Everyone is busy these days. So busy that important things like exercise, diet, family and friends all take a back seat to work, schedules and deadlines. In times like these, it is easy to put many things on the “luxury list”. We all have a list of things that we’ll do someday, when we have more time. Sadly, many of the things on the luxury list are things for our kids that just have to take a back seat to higher priorities.
What if I was to tell you that there is one, very important thing you can do for your kids and it only takes one minute? Would you do it? Would you invest just 60 seconds to give your child a lesson that will serve them well the rest of their lives? It will make them more successful at work, at home and in all their relationships. Would you find one minute to give your child this gift?

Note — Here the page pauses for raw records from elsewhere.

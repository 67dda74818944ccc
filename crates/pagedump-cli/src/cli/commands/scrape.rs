//! `pagedump scrape` – run the pipeline on a blocking thread, Ctrl-C aborts.

use anyhow::{Context, Result};
use pagedump_core::config::PagedumpConfig;
use pagedump_core::control::AbortToken;
use pagedump_core::driver::Termination;
use pagedump_core::scrape;
use std::future::Future;
use std::io;
use std::path::PathBuf;

/// Exit code after Ctrl-C (128 + SIGINT).
const EXIT_ABORTED: i32 = 130;
const EXIT_FETCH_FAILED: i32 = 1;

/// Command-line overrides for the loaded config.
#[derive(Debug, Default)]
pub struct ScrapeArgs {
    pub output_dir: Option<PathBuf>,
    pub source: Option<String>,
    pub url: Option<String>,
    pub max_pages: Option<u32>,
}

impl ScrapeArgs {
    /// Apply overrides; returns the effective config and output directory.
    pub fn resolve(self, mut cfg: PagedumpConfig) -> Result<(PagedumpConfig, PathBuf)> {
        if let Some(source) = self.source {
            cfg.source = source;
        }
        if let Some(url) = self.url {
            cfg.url_template = url;
        }
        if self.max_pages.is_some() {
            cfg.max_pages = self.max_pages;
        }
        let dir = match self.output_dir.or_else(|| cfg.output_dir.clone()) {
            Some(dir) => dir,
            None => std::env::current_dir()?,
        };
        Ok((cfg, dir))
    }
}

/// Exit code for how the run ended.
pub fn exit_code(termination: &Termination) -> i32 {
    match termination {
        Termination::LastPage { .. } | Termination::PageLimit { .. } => 0,
        Termination::FetchFailed { .. } => EXIT_FETCH_FAILED,
        Termination::Aborted { .. } => EXIT_ABORTED,
    }
}

/// First interrupt sets `abort` so the run stops cleanly. Returns true once a
/// second interrupt arrives, false if the signal source fails first.
async fn watch_interrupts<F, Fut>(mut next_signal: F, abort: AbortToken) -> bool
where
    F: FnMut() -> Fut,
    Fut: Future<Output = io::Result<()>>,
{
    if next_signal().await.is_err() {
        return false;
    }
    tracing::warn!("interrupt received, stopping");
    abort.abort();
    next_signal().await.is_ok()
}

pub async fn run_scrape(cfg: PagedumpConfig, args: ScrapeArgs) -> Result<i32> {
    let (cfg, output_dir) = args.resolve(cfg)?;

    let abort = AbortToken::new();
    let on_signal = abort.clone();
    tokio::spawn(async move {
        if watch_interrupts(tokio::signal::ctrl_c, on_signal).await {
            tracing::warn!("second interrupt received, exiting without sealing the document");
            eprintln!("pagedump: interrupted");
            std::process::exit(EXIT_ABORTED);
        }
    });

    let report = tokio::task::spawn_blocking(move || scrape::run_scrape(&cfg, &output_dir, abort))
        .await
        .context("scrape task join")??;

    let summary = &report.summary;
    println!(
        "{}: {} items from {} pages ({})",
        report.path.display(),
        summary.items_written,
        summary.pages_scraped,
        summary.termination
    );
    Ok(exit_code(&summary.termination))
}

I’m talking about manners, and this is the story of how I learned manners in just one minute.
I learned manners in Kindergarten at Lehi Elementary School. Well, not actually IN Kindergarten, but one afternoon after Kindergarten had ended for the day. I was outside playing with my classmates, waiting for the bus to come. It was just another nice afternoon. I’m sure we were playing tag or kickball or just running around the lawn. Just being kids. I don’t remember anything unusual about that afternoon at all. Until…
Sometime while playing, a girl in my class (I’m pretty sure it was Anna Skinner), stood next to me. For some reason at this point—I can’t remember and really can’t even fathom why; I hit her. I don’t remember where I hit her; I hope it was somewhere that didn’t hurt. I don’t remember what happened between us in those following seconds. The next thing I do remember, my mom, (Lucile) was there and I was getting a lesson in manners.

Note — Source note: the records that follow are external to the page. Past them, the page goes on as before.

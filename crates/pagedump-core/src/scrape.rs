//! One scrape run end to end: create the output file, open the document,
//! walk pages, seal the document.

use anyhow::{Context, Result};
use chrono::Utc;
use std::path::{Path, PathBuf};

use crate::config::PagedumpConfig;
use crate::control::AbortToken;
use crate::driver::{Driver, RunSummary};
use crate::fetch::HttpPageFetcherBuilder;
use crate::output::{self, DocumentHeader, DocumentWriter};

/// Where the document went and how the run ended.
#[derive(Debug)]
pub struct ScrapeReport {
    pub path: PathBuf,
    pub summary: RunSummary,
}

/// Scrape `cfg.source` into `<output_dir>/<source>-<YYYYMMDD>.json`.
///
/// Fetch failures end the walk but still produce a sealed document and an
/// `Ok` report; only failures to create, open or seal the document are `Err`.
/// Runs in the current thread; call from `spawn_blocking` if used from async code.
pub fn run_scrape(cfg: &PagedumpConfig, output_dir: &Path, abort: AbortToken) -> Result<ScrapeReport> {
    let fetcher = HttpPageFetcherBuilder::from_config(cfg)
        .abort_token(abort.clone())
        .build()?;

    let started = Utc::now();
    let (path, sink) = output::create_output(output_dir, &cfg.source, started)?;
    let header = DocumentHeader::new(
        cfg.source.clone(),
        started.to_rfc3339_opts(chrono::SecondsFormat::Secs, true),
    );

    let mut writer = DocumentWriter::new(sink);
    writer
        .open(&header)
        .with_context(|| format!("write header to {}", path.display()))?;
    tracing::info!(source = %cfg.source, "scraping into {}", path.display());

    let summary = Driver::new(fetcher, &mut writer)
        .with_abort(abort)
        .with_max_pages(cfg.max_pages)
        .run();

    writer
        .finish()
        .with_context(|| format!("write footer to {}", path.display()))?;
    debug_assert!(writer.is_finished());

    tracing::info!("scraping completed ({}). Result written to {}", summary.termination, path.display());
    tracing::info!(
        pages = summary.pages_scraped,
        fetched = summary.items_fetched,
        skipped = summary.items_skipped,
        "actually written={}",
        writer.written()
    );

    Ok(ScrapeReport { path, summary })
}
//! Collects formatted log lines from code run under [`capture`].

use std::io;
use std::sync::{Arc, Mutex};
use tracing_subscriber::fmt::MakeWriter;

#[derive(Clone, Default)]
struct SharedBuf(Arc<Mutex<Vec<u8>>>);

impl io::Write for SharedBuf {
    fn write(&mut self, data: &[u8]) -> io::Result<usize> {
        self.0.lock().unwrap().extend_from_slice(data);
        Ok(data.len())
    }

    fn flush(&mut self) -> io::Result<()> {
        Ok(())
    }
}

impl<'a> MakeWriter<'a> for SharedBuf {
    type Writer = SharedBuf;

    fn make_writer(&'a self) -> Self::Writer {
        self.clone()
    }
}

/// Run `f` with a thread-local INFO subscriber; return its result and the log lines.
pub fn capture<T>(f: impl FnOnce() -> T) -> (T, Vec<String>) {
    let buf = SharedBuf::default();
    let subscriber = tracing_subscriber::fmt()
        .with_writer(buf.clone())
        .with_ansi(false)
        .with_max_level(tracing::Level::INFO)
        .finish();
    let out = tracing::subscriber::with_default(subscriber, f);
    let text = String::from_utf8_lossy(&buf.0.lock().unwrap()).to_string();
    (out, text.lines().map(str::to_string).collect())
}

I’m not sure how what happened next is possible. I suspect it’s one of those events where people summon superhuman strength in an emergency. The power I summoned? Somehow I watched this entire event unfold as though I was sitting on the top of the flagpole. I don’t remember seeing my mom walking toward me—the view I remember is from the side and up high. I can see her walking, like only a mom on a mission can walk.
My mom isn’t very tall, but in my memory, she covered about 30 yards in 6 steps. She marched across the lawn and took me by the ear. I remember watching from atop the flagpole as mom pulled me toward the car and after the first stride kicked me in the butt. I never thought of my mom as being particularly strong, so I don’t think the trip to the car was a feat of strength. I would describe it as a spectacular display of timing, coordination, strength and agility. I watched my mom holding my little self by the ear and somehow I made it to the car without ever touching the ground. From my vantage point, it looked like Mom was playing paddleball with my butt as the ball & my ear as the string. Every time I was about to touch the ground, Mom’s foot shot out like a paddle & rocketed me skyward. Every time I almost escaped gravity, her grasp on my ear pulled me back to earth.

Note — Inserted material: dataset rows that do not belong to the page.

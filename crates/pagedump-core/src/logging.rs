//! Logging init: append to a file under the XDG state dir, or write to stderr.
//!
//! `RUST_LOG` overrides the default filter in both modes.

use anyhow::{Context, Result};
use std::fs;
use std::path::PathBuf;
use std::sync::Mutex;
use tracing_subscriber::EnvFilter;

const DEFAULT_FILTER: &str = "info,pagedump_core=debug";

fn env_filter() -> EnvFilter {
    EnvFilter::try_from_default_env().unwrap_or_else(|_| EnvFilter::new(DEFAULT_FILTER))
}

/// `~/.local/state/pagedump/pagedump.log`
pub fn log_file_path() -> Result<PathBuf> {
    let xdg_dirs = xdg::BaseDirectories::with_prefix("pagedump")?;
    Ok(xdg_dirs.get_state_home().join("pagedump.log"))
}

/// Install the global subscriber writing to [`log_file_path`].
/// On failure (e.g. state dir unwritable) nothing is installed, so the caller
/// can fall back to [`init_logging_stderr`].
pub fn init_logging() -> Result<PathBuf> {
    let path = log_file_path()?;
    if let Some(dir) = path.parent() {
        fs::create_dir_all(dir).with_context(|| format!("create log dir {}", dir.display()))?;
    }
    let file = fs::OpenOptions::new()
        .create(true)
        .append(true)
        .open(&path)
        .with_context(|| format!("open log file {}", path.display()))?;

    tracing_subscriber::fmt()
        .with_env_filter(env_filter())
        .with_writer(Mutex::new(file))
        .with_ansi(false)
        .try_init()
        .map_err(|e| anyhow::anyhow!("install subscriber: {}", e))?;

    tracing::info!("pagedump logging initialized at {}", path.display());
    Ok(path)
}

/// Install the global subscriber writing to stderr. No-op if one is already set.
pub fn init_logging_stderr() {
    let _ = tracing_subscriber::fmt()
        .with_env_filter(env_filter())
        .with_writer(std::io::stderr)
        .with_ansi(false)
        .try_init();
}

By the time we made it to the car, I’d learned manners. I mean, sure, I’d heard of manners before then. I’d seen my dad demonstrate them a million times. But I hadn’t ever really understood why I should learn them. At five years old, manners were kind of like soap—seriously, when would I ever need to know how to use them in real life? One short flight, and manners were crystalized for me. Not only did I know how, when and why to use manners, I couldn’t wait to get back to that playground and impress my mom with my new skills. I wanted to sprint to Anna, fall to my knees and beg her forgiveness. I wanted to make my mom happy.
Manners became important to me after that day. I started respecting others more. I started holding doors open for others and I never, EVER hit a girl again. (Ok, my two sisters who were immediately older than me may have gotten hit a few times when I got bigger than them, but when we lived together I never considered them girls and it was payback for years of sitting on my chest tickling me.)
Before anyone gets wound up about my mom’s approach to teaching me a lesson, let me say this—it was me and I’m grateful for the lesson. Sometimes, you have to get a five-year old’s attention before you can teach them.
Finally, I don’t think I ever apologized to Anna and for that I feel deep regret. Anna, if it WAS you that I hit, I am truly sorry. If it wasn’t Anna and someone knows who it was, tell me & I’ll apologize. That’s what people with manners do.